Si los cincuenta años que antecedieron a la crisis financiera de Wall Street fueron testigos de la transformación de diferentes “ciudades provincianas” en grandes metrópolis comerciales al ritmo de su incorporación al mercado mundial, la crisis de 1930 no solo “unificó visiblemente el destino latinoamericano”, sino que dio lugar al protagonismo de las masas en la nueva fisonomía que habrían de experimentar las ciudades más importantes del continente.

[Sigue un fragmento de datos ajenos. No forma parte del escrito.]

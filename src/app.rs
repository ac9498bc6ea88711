use anyhow::Result;
use crossterm::{
    event::{self, Event},
    execute,
    terminal::{disable_raw_mode, enable_raw_mode, EnterAlternateScreen, LeaveAlternateScreen},
    tty::IsTty,
};
use ratatui::{backend::CrosstermBackend, Terminal};
use std::io;
use std::sync::Arc;
use tokio::sync::mpsc;
use tokio::time::{Duration, Instant};

use crate::api::CatalogClient;
use crate::config::AppConfig;
use crate::events::EventHandler;
use crate::tea::message::SystemMessage;
use crate::tea::{update, CommandExecutor, Message, Model};

/// Interactive admin panel: owns the model and drives the TEA loop
pub struct App {
    model: Model,
    event_handler: EventHandler,
    executor: CommandExecutor,
    messages: mpsc::UnboundedReceiver<Message>,
}

impl App {
    pub fn new(config: &AppConfig, client: Arc<dyn CatalogClient>) -> Self {
        let (sender, messages) = mpsc::unbounded_channel();
        Self {
            model: Model::new(config),
            event_handler: EventHandler::new(),
            executor: CommandExecutor::new(sender, client),
            messages,
        }
    }

    pub fn model(&self) -> &Model {
        &self.model
    }

    /// Run one message through `update` and hand its commands to the executor
    pub fn dispatch(&mut self, message: Message) {
        let model = std::mem::take(&mut self.model);
        let result = update(model, message);
        self.model = result.model;
        for command in result.commands {
            self.executor.execute(command);
        }
    }

    /// Apply every message the executor has delivered so far
    pub fn drain_messages(&mut self) {
        while let Ok(message) = self.messages.try_recv() {
            self.dispatch(message);
        }
    }

    /// Wait for the next executor message and apply it
    pub async fn process_next_message(&mut self) -> bool {
        match self.messages.recv().await {
            Some(message) => {
                self.dispatch(message);
                true
            }
            None => false,
        }
    }

    pub async fn run(&mut self) -> Result<()> {
        // Check if we're running in a proper terminal
        if !io::stdout().is_tty() {
            return Err(anyhow::anyhow!(
                "shopdesk requires a terminal (TTY) for the interactive panel. Use a subcommand such as `shopdesk list` for scripting."
            ));
        }

        // Setup terminal
        enable_raw_mode()
            .map_err(|e| anyhow::anyhow!("Failed to enable raw mode: {}", e))?;
        let mut stdout = io::stdout();
        execute!(stdout, EnterAlternateScreen)
            .map_err(|e| anyhow::anyhow!("Failed to setup terminal: {}", e))?;
        let backend = CrosstermBackend::new(stdout);
        let mut terminal = Terminal::new(backend)
            .map_err(|e| anyhow::anyhow!("Failed to create terminal: {}", e))?;

        // Run the main loop
        let result = self.run_loop(&mut terminal).await;

        // Restore terminal
        disable_raw_mode()?;
        execute!(terminal.backend_mut(), LeaveAlternateScreen)?;
        terminal.show_cursor()?;

        result
    }

    async fn run_loop(&mut self, terminal: &mut Terminal<CrosstermBackend<io::Stdout>>) -> Result<()> {
        let mut last_tick = Instant::now();
        let tick_rate = Duration::from_millis(50);

        if let Ok(size) = terminal.size() {
            self.dispatch(SystemMessage::Resize(size.width, size.height).into());
        }
        self.dispatch(SystemMessage::StartAutoRefresh.into());

        loop {
            // Results from network and export tasks
            self.drain_messages();

            // Draw UI
            terminal.draw(|f| crate::ui::render(f, &self.model))?;

            // Handle events
            let timeout = tick_rate
                .checked_sub(last_tick.elapsed())
                .unwrap_or_else(|| Duration::from_secs(0));

            if event::poll(timeout)? {
                match event::read()? {
                    Event::Key(key) => {
                        if let Some(message) = self.event_handler.handle_key_event(&key, &self.model) {
                            self.dispatch(message);
                        }
                    }
                    Event::Resize(width, height) => {
                        self.dispatch(SystemMessage::Resize(width, height).into());
                    }
                    _ => {}
                }
            }

            if last_tick.elapsed() >= tick_rate {
                self.dispatch(SystemMessage::Tick.into());
                last_tick = Instant::now();
            }

            if self.model.app_state.should_quit {
                break;
            }
        }

        self.dispatch(SystemMessage::StopAutoRefresh.into());
        tracing::info!("Admin panel closed");
        Ok(())
    }
}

En el análisis de Romero las ciudades latinoamericanas posteriores a la crisis ya no se caracterizaron por una forma “definida e inconfundible” moldeada entre 1880 y 1930 por “las clases dominantes de las ciudades que impusieron sus puntos de vista sobre el desarrollo de regiones y países [y] poseyeron una mentalidad muy organizada y montada sobre unos pocos e inquebrantables principios que gozaron de extenso consentimiento”.[26] Por el contrario, de las profundas transformaciones económicas, de las nuevas condiciones de trabajo rural y, sobre todo, de la escasez que resultó ser el motor de “intensos y variados cambios”, surgió una fuerza nueva que “crecía como un torrente y cuyas voces sonaban como un clamor”[27]. El resultado de su incorporación a la urbe fue una sociedad escindida con respecto a las antiguas clases tradicionales y con un alto grado de anomia.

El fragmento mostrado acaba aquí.